= Graduate student journal =

Academic journal run by graduate students

A graduate student journal is an academic journal which is run by graduate students.

== Overview ==
They are involved in the production, editing and peer review processes for the journal. On the whole, graduate student journals have a poor reputation, limited funding, and training can result in poor production values and editorial practices. Despite this, some graduate student journals, such as the Harvard Educational Review, are highly regarded, and peer review can be performed to a higher standard in student-run journals than in more mainstream journals.

== Evaluation ==
Graduate student journals can be controversial, with some professors claiming that they create additional stress for students, create problems for their time management, and potentially erode academic publication standards, since students may be unable to commit enough time to the organization, review and writing process. Some critics have shown skepticism that students could provide rigorous review process associated with traditional academic journals.

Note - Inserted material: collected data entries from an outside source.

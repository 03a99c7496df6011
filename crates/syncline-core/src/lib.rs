//! # syncline-core: Pure Change-Tracking Rules
//!
//! This crate holds the rules every other layer agrees on, as pure
//! functions with zero I/O dependencies.
//!
//! ## Architecture Position
//! ```text
//! ┌─────────────────────────────────────────────────────────────────────────┐
//! │                        Syncline Architecture                            │
//! │                                                                         │
//! │  ┌─────────────────────────────────────────────────────────────────┐   │
//! │  │                 syncline-sync (network side)                    │   │
//! │  │   probe ──► registry ──► pull engine ──► push engine            │   │
//! │  └─────────────────────────────┬───────────────────────────────────┘   │
//! │                                │                                        │
//! │  ┌─────────────────────────────▼───────────────────────────────────┐   │
//! │  │                syncline-db (SQLite storage)                     │   │
//! │  │   change log, cursors, entity tables with change hooks          │   │
//! │  └─────────────────────────────┬───────────────────────────────────┘   │
//! │                                │                                        │
//! │  ┌─────────────────────────────▼───────────────────────────────────┐   │
//! │  │              ★ syncline-core (THIS CRATE) ★                     │   │
//! │  │                                                                 │   │
//! │  │   ┌───────────┐  ┌───────────┐  ┌───────────┐                  │   │
//! │  │   │   types   │  │ timestamp │  │ validation│                  │   │
//! │  │   │  actions  │  │  lenient  │  │ idents,   │                  │   │
//! │  │   │  statuses │  │  parsing  │  │ record ids│                  │   │
//! │  │   └───────────┘  └───────────┘  └───────────┘                  │   │
//! │  │                                                                 │   │
//! │  │   NO I/O • NO DATABASE • NO NETWORK • PURE FUNCTIONS           │   │
//! │  └─────────────────────────────────────────────────────────────────┘   │
//! └─────────────────────────────────────────────────────────────────────────┘
//! ```
//!
//! ## Modules
//!
//! - [`types`] - Change actions, statuses, log entries, status counts
//! - [`timestamp`] - Lenient-then-strict timestamp parsing that never fails
//! - [`validation`] - SQL identifier and record id checks
//! - [`error`] - Domain error types

pub mod error;
pub mod timestamp;
pub mod types;
pub mod validation;

pub use error::CoreError;
pub use types::*;

/// A record as exchanged with the master and stored locally: a JSON object.
pub type Record = serde_json::Map<String, serde_json::Value>;

/// Name of the primary identifier field on every synced record.
pub const ID_FIELD: &str = "id";

/// Field carrying the change action on outbound records.
pub const ACTION_FIELD: &str = "action";

/// Field correlating an outbound record back to its change-log entry.
pub const SYNC_LOG_ID_FIELD: &str = "sync_log_id";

Others have however pointed out that student journals provide students with unique opportunities and training not contemplated in regular activities. It is helpful for the development of communication skills, for the leadership opportunities they provide, for training students to collaborate with peers, and improving their research and writing skills. The opportunity also assists reviewers by training them to engage critically with manuscripts, a key part of academic life that is little developed in courses. Perry has also noted that graduate students may not be experts in their fields yet, but that they have ‘time, care and attention’ to dedicate to reading manuscripts, which other scholars often lack.